Which of the lines below mention the word "area"? Pull each one out.

───── RECORDS FOR THIS EXERCISE

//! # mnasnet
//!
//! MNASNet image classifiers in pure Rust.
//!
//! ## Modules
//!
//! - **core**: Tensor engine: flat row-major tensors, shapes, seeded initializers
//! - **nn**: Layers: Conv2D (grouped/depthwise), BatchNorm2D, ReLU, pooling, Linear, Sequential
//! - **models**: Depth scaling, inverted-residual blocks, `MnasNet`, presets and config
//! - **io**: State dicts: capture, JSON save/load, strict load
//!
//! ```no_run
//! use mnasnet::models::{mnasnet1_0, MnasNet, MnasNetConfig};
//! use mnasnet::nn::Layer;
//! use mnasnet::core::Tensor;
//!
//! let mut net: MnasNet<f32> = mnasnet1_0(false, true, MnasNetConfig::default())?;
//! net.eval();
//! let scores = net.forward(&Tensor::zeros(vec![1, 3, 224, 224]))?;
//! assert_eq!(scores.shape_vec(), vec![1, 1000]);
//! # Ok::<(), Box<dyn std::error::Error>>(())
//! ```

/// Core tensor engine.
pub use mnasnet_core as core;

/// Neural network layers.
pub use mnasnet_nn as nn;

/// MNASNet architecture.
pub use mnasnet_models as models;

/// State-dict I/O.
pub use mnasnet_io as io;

──────────
───── RECORDS FOR THIS EXERCISE

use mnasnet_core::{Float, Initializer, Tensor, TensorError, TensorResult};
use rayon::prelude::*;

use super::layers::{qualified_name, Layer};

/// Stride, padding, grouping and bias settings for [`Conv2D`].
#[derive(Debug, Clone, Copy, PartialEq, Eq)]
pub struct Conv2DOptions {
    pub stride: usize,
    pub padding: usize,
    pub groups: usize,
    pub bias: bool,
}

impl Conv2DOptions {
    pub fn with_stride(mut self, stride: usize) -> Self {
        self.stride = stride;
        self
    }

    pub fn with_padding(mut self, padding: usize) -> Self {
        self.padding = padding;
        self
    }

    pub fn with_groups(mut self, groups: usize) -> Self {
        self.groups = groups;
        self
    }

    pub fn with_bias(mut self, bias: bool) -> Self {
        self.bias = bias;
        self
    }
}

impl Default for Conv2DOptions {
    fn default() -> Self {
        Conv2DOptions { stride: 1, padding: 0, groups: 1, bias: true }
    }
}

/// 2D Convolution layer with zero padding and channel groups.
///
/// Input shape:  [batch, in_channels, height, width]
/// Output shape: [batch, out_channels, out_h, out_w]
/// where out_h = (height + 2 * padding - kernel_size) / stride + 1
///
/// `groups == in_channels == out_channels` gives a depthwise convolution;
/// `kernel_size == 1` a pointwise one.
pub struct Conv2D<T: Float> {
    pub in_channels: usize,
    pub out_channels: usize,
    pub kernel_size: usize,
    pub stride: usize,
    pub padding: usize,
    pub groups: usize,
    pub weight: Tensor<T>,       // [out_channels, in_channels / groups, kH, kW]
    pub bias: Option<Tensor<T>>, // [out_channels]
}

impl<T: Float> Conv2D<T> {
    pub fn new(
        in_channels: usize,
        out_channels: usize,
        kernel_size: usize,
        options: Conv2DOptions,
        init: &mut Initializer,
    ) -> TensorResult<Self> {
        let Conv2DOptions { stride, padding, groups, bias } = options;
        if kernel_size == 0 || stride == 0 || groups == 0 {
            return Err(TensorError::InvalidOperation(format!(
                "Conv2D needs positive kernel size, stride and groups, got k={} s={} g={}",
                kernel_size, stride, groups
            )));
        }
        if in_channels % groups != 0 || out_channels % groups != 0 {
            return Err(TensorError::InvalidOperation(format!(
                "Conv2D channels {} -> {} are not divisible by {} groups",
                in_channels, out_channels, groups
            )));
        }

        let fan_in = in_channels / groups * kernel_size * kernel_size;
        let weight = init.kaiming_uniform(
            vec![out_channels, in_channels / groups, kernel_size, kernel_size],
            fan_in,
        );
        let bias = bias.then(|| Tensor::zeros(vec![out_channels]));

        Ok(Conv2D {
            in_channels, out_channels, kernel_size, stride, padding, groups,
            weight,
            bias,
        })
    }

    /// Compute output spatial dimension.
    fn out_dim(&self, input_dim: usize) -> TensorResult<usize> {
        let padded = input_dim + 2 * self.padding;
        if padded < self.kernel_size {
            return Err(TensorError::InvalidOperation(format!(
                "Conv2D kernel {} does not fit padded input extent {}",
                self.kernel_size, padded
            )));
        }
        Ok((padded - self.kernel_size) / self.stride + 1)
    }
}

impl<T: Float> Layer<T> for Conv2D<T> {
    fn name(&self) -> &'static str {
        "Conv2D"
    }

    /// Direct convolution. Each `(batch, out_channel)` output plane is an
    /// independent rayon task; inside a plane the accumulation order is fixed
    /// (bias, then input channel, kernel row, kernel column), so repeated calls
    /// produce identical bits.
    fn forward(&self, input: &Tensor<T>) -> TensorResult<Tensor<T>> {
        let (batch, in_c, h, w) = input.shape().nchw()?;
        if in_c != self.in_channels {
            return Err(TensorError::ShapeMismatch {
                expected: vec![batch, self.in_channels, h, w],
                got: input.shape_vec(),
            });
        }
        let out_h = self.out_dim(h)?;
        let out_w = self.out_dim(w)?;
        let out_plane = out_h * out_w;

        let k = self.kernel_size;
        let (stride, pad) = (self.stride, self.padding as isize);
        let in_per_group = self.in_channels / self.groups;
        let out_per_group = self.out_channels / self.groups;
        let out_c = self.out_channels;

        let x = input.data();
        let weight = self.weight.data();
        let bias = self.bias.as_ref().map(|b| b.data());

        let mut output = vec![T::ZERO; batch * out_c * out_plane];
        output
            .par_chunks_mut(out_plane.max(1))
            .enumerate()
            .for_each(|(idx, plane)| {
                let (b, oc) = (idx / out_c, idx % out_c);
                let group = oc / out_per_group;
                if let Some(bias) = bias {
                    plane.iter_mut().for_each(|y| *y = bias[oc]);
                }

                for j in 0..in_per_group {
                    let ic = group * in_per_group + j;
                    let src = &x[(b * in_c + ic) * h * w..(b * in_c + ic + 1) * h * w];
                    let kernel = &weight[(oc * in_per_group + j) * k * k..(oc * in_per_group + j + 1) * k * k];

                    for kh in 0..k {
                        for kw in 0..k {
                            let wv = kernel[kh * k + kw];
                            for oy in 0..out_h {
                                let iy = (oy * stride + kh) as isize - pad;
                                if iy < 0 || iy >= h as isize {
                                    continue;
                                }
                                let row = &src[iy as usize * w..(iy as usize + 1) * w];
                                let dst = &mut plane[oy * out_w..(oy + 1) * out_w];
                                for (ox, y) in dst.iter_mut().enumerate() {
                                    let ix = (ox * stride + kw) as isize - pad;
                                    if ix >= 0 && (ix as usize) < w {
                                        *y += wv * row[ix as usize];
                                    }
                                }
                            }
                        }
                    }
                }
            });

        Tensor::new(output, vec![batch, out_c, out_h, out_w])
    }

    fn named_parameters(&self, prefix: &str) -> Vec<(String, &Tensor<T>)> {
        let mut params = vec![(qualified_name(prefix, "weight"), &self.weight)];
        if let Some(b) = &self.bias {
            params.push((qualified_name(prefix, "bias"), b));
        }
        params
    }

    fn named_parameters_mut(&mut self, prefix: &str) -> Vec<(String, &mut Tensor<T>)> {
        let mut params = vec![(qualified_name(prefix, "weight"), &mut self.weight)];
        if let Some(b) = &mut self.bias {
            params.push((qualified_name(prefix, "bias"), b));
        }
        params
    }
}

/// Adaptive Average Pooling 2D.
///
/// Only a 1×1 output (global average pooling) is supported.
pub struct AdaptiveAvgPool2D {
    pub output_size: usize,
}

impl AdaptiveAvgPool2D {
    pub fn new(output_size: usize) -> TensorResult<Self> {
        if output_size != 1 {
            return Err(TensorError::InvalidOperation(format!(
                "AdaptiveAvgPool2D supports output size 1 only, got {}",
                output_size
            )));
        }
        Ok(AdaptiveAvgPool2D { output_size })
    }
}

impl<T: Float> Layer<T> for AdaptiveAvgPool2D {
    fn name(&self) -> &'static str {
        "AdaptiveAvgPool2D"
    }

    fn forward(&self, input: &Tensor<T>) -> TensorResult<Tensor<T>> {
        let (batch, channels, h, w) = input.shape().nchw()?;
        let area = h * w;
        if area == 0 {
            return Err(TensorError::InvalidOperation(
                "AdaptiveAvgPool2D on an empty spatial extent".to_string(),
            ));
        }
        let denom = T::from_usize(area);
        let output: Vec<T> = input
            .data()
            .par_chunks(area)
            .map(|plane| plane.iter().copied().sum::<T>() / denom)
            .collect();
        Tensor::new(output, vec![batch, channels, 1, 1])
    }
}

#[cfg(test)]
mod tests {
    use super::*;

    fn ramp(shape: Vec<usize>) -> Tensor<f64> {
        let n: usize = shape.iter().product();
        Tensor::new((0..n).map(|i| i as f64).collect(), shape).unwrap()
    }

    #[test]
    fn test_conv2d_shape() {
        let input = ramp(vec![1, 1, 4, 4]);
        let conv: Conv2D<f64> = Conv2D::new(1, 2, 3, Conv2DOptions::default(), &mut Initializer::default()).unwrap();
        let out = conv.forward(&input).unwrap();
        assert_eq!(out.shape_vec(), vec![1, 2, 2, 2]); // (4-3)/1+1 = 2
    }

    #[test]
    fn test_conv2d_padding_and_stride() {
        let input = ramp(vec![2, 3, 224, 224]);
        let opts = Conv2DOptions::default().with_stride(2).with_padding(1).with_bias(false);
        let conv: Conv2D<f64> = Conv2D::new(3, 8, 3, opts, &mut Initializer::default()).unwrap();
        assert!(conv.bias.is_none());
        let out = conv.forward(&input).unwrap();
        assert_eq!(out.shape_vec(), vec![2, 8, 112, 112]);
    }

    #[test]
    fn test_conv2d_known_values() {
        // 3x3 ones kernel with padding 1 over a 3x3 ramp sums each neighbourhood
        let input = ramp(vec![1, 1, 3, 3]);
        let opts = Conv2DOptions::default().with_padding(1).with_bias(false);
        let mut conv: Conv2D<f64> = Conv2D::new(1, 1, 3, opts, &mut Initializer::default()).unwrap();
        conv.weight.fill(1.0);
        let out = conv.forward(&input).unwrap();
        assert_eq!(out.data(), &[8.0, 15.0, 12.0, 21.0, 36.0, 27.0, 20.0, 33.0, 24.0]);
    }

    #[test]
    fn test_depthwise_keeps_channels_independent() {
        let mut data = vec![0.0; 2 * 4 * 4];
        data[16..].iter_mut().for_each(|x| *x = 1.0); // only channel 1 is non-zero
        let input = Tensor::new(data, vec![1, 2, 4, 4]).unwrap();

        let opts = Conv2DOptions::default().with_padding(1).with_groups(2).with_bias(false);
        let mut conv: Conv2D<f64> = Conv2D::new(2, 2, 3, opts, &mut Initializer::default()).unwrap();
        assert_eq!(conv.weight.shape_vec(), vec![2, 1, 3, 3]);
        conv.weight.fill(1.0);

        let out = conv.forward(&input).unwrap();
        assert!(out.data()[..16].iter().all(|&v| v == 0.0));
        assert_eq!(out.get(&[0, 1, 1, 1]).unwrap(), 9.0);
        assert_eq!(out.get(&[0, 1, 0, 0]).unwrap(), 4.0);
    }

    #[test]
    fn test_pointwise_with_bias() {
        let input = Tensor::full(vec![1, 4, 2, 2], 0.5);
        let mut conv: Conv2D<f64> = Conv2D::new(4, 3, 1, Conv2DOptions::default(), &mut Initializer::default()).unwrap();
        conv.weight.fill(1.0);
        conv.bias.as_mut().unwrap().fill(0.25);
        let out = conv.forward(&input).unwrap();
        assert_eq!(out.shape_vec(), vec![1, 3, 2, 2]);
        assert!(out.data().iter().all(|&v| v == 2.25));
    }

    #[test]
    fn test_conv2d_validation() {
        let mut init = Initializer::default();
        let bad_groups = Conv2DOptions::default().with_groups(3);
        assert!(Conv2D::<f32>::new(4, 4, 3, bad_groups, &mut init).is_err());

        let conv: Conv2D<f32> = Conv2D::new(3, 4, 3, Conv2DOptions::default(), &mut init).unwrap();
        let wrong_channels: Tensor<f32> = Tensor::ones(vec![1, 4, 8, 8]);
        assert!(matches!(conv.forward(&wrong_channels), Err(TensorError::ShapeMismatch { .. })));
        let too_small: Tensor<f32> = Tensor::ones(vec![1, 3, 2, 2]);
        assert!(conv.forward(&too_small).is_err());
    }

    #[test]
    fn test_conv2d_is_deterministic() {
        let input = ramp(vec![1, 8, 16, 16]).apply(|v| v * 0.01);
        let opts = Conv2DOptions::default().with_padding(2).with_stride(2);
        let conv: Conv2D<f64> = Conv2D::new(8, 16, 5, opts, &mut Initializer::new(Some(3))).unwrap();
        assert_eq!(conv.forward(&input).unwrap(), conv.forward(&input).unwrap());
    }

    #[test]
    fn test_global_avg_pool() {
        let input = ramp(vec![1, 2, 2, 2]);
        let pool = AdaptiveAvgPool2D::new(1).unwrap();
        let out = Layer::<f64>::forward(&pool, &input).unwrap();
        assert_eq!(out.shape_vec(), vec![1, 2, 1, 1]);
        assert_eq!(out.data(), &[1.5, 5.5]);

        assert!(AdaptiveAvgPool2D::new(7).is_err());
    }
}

──────────

→ RESULT:
        let area = h * w;
        if area == 0 {
        let denom = T::from_usize(area);
            .par_chunks(area)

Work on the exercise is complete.